Iowa Caucus: 5 key facts

There are only four more days until Iowans begin gathering for the Iowa caucus, the first event in the nomination process of the Republican presidential candidate. 

Polls show former Massachusetts governor Mitt Romney leading, with Ron Paul following behind. Rick Santorum has climbed to third place, while Newt Gingrich's support has fallen.  

How much emphasis should we give the Iowa caucus? 

Republican presidential hopeful Jon Hunstman seems to think it's not as important as we'd like to believe.  

On Thursday, during CBS' The Early Show, Huntmsan reiterated his reasons for skipping campaigning in Iowa, by announcing, "They pick corn in Iowa, and pick presidents here in New Hampshire,"

How smart was it for the former Utah governor to throw the zinger at the Hawkeye state? 

Here's a run-down of things you should know about the Iowa caucus.

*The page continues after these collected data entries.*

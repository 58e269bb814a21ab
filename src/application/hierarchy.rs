//! Hierarchy files: TOML descriptions of a tree, loaded into and snapshotted from `Tree<String>`.
//!
//! ```toml
//! [root]
//! id = 0
//! name = "company"
//!
//! [[nodes]]
//! id = 1
//! parent = 0
//! name = "engineering"
//! ```
//!
//! Entries may appear in any order; parents need not precede their children.

use std::collections::{HashMap, VecDeque};
use std::fs;
use std::path::Path;

use itertools::Itertools;
use serde::{Deserialize, Serialize};
use tracing::{debug, info, instrument};

use crate::application::error::{ApplicationError, ApplicationResult};
use crate::application::error_ext::IoResultExt;
use crate::config::Settings;
use crate::domain::{Node, NodeId, Tree, TreeError};

#[derive(Debug, Clone, Serialize, Deserialize, PartialEq, Eq)]
pub struct RootEntry {
    pub id: NodeId,
    pub name: String,
}

#[derive(Debug, Clone, Serialize, Deserialize, PartialEq, Eq)]
pub struct NodeEntry {
    pub id: NodeId,
    pub parent: NodeId,
    pub name: String,
}

/// Serializable form of a `Tree<String>`.
#[derive(Debug, Clone, Serialize, Deserialize, PartialEq, Eq)]
pub struct HierarchyFile {
    pub root: RootEntry,
    #[serde(default)]
    pub nodes: Vec<NodeEntry>,
}

impl HierarchyFile {
    #[instrument(level = "debug")]
    pub fn load(path: &Path) -> ApplicationResult<Self> {
        let content = fs::read_to_string(path).with_path_context("read", path)?;
        toml::from_str(&content).map_err(|e| ApplicationError::hierarchy(path, e.to_string()))
    }

    #[instrument(level = "debug", skip(self))]
    pub fn save(&self, path: &Path) -> ApplicationResult<()> {
        let content = toml::to_string_pretty(self)
            .map_err(|e| ApplicationError::hierarchy(path, e.to_string()))?;
        fs::write(path, content).with_path_context("write", path)?;
        info!(path = %path.display(), nodes = self.nodes.len() + 1, "saved hierarchy");
        Ok(())
    }

    /// Builds the tree breadth-first from the root.
    ///
    /// Duplicate ids surface as tree errors. Entries whose parent chain never
    /// reaches the root (missing parents, cycles) are reported together.
    #[instrument(level = "debug", skip(self))]
    pub fn build_tree(&self, max_level: usize) -> ApplicationResult<Tree<String>> {
        let mut by_parent: HashMap<NodeId, Vec<&NodeEntry>> = HashMap::new();
        for entry in &self.nodes {
            by_parent.entry(entry.parent).or_default().push(entry);
        }

        let tree = Tree::with_max_level(Node::new(self.root.id, self.root.name.clone()), max_level);
        let mut queue = VecDeque::from([self.root.id]);
        while let Some(parent) = queue.pop_front() {
            let Some(children) = by_parent.remove(&parent) else {
                continue;
            };
            for entry in children {
                tree.create_node(entry.id, parent, entry.name.clone())?;
                queue.push_back(entry.id);
            }
        }

        if !by_parent.is_empty() {
            let mut ids: Vec<NodeId> = by_parent.values().flatten().map(|e| e.id).collect();
            ids.sort_unstable();
            return Err(ApplicationError::Unreachable { ids });
        }

        debug!(size = tree.size(), "built tree from hierarchy");
        Ok(tree)
    }

    /// Breadth-first snapshot; rebuilding it reproduces sibling order.
    #[instrument(level = "debug", skip(tree))]
    pub fn snapshot(tree: &Tree<String>) -> ApplicationResult<Self> {
        let root = tree.get_root_node().ok_or(TreeError::InvalidNode)?;
        let nodes = tree
            .bfs(tree.root_id())
            .skip(1)
            .filter_map(|id| tree.get_node(id))
            .map(|node| NodeEntry {
                id: node.id(),
                parent: node.parent_id(),
                name: node.payload().clone(),
            })
            .collect();

        Ok(Self {
            root: RootEntry {
                id: root.id(),
                name: root.payload().clone(),
            },
            nodes,
        })
    }
}

/// Loads a hierarchy file and builds its tree with the configured `max_level`.
///
/// Unreachable entries are reported against the file they came from.
pub fn load_tree(path: &Path, settings: &Settings) -> ApplicationResult<Tree<String>> {
    HierarchyFile::load(path)?
        .build_tree(settings.max_level)
        .map_err(|e| match e {
            ApplicationError::Unreachable { ids } => ApplicationError::hierarchy(
                path,
                format!("nodes not reachable from the root: {}", ids.iter().join(", ")),
            ),
            other => other,
        })
}

/// Writes the current state of `tree` back to `path`.
pub fn save_tree(path: &Path, tree: &Tree<String>) -> ApplicationResult<()> {
    HierarchyFile::snapshot(tree)?.save(path)
}

#[cfg(test)]
mod tests {
    use super::*;

    fn entry(id: NodeId, parent: NodeId, name: &str) -> NodeEntry {
        NodeEntry {
            id,
            parent,
            name: name.to_string(),
        }
    }

    fn file(nodes: Vec<NodeEntry>) -> HierarchyFile {
        HierarchyFile {
            root: RootEntry {
                id: 0,
                name: "root".to_string(),
            },
            nodes,
        }
    }

    #[test]
    fn given_children_listed_before_parents_when_building_then_links_resolve() {
        let hierarchy = file(vec![entry(3, 2, "c"), entry(2, 1, "b"), entry(1, 0, "a")]);
        let tree = hierarchy.build_tree(100).unwrap();
        assert_eq!(tree.size(), 4);
        assert_eq!(tree.get_parent_id(3), 2);
        assert_eq!(tree.level(3), 3);
    }

    #[test]
    fn given_orphans_and_cycle_when_building_then_reports_unreachable_ids() {
        let hierarchy = file(vec![
            entry(1, 0, "a"),
            entry(2, 42, "orphan"),
            entry(5, 6, "x"),
            entry(6, 5, "y"),
        ]);
        match hierarchy.build_tree(100) {
            Err(ApplicationError::Unreachable { ids }) => assert_eq!(ids, vec![2, 5, 6]),
            other => panic!("expected unreachable error, got {:?}", other.map(|t| t.size())),
        }
    }

    #[test]
    fn given_duplicate_id_when_building_then_fails_with_tree_error() {
        let hierarchy = file(vec![entry(1, 0, "a"), entry(1, 0, "again")]);
        let err = hierarchy.build_tree(100).unwrap_err();
        assert!(matches!(
            err,
            ApplicationError::Tree(TreeError::NodeAlreadyExists(1))
        ));
    }

    #[test]
    fn given_tree_when_snapshotted_then_rebuild_matches() {
        let hierarchy = file(vec![entry(1, 0, "a"), entry(2, 0, "b"), entry(3, 1, "c")]);
        let tree = hierarchy.build_tree(100).unwrap();
        tree.move_node(3, 2).unwrap();

        let snapshot = HierarchyFile::snapshot(&tree).unwrap();
        let rebuilt = snapshot.build_tree(100).unwrap();
        assert_eq!(rebuilt.get_child_ids(0), vec![1, 2]);
        assert_eq!(rebuilt.get_child_ids(2), vec![3]);
        assert_eq!(rebuilt.get_all_paths(), tree.get_all_paths());
    }
}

5. The Iowa caucus is the first major political event in the nomination process of both parties. For this reason, it's viewed as an early indicator of the merits of different candidates running for their party's nomination.

However, some analysts say it is a flawed leading indicator for the Republican party. As the New Republic points out, in the last five caucuses without an incumbent Republican president, the Iowa winner has only won the nomination twice (Bob Dole in 1996, and George W. Bush in 2000).

4. Iowans have used the caucus process since Iowa became a state in the 1840s. All 1,774 precincts in Iowa hold a Republican caucus, and they are usually held in public buildings such as school and libraries.

3. All caucuses will begin at 7 p.m. Central time on Tuesday, Jan. 3. Each precinct caucus can follow its own rules, but the GOP caucuses don’t work like regular elections, in which voters stand in line and file into booths. Instead, caucus workers will hand out "ballots," which are usually slips of paper on which voters write a candidate's name.  Different precints use different rules with differing levels of secrecy regarding how voters hand in their ballots, but the caucus chair announces the winner at the precinct after the votes are tallied.  

More from GlobalPost: Santorum surges, Gingrich falls behind in Iowa

2. Here's what you should know about Iowa's demographics versus that of the rest of the US.  Of Iowa’s 3 million people, about 90,000 are farmers, and of those, 48,737 list farming as their principal occupation, the Washington Post reported. ABC News reported that, according to the 2010 Census, the state is 91.3 percent white, while the country is 72.4 percent white. Only 2.9 percent of Iowans are African American, as compared to 12.6 percent in the US as a whole, and people of Hispanic or Latino origin make up only 5 percent of the state, compared with 16.3 percent across the country. 

1. While you have to be a registered Republican to vote in the Iowa caucus, it's pretty easy to register (and re-register) before the caucus. Discounting independent voters is a common error of pollsters. Nate Silver at The New York Times' FiveThirtyEight blog points out that "it's extremely easy for independent and Democratic voters to register or re-register as Republicans at the caucus site. Historically, a fair number of independent voters do this."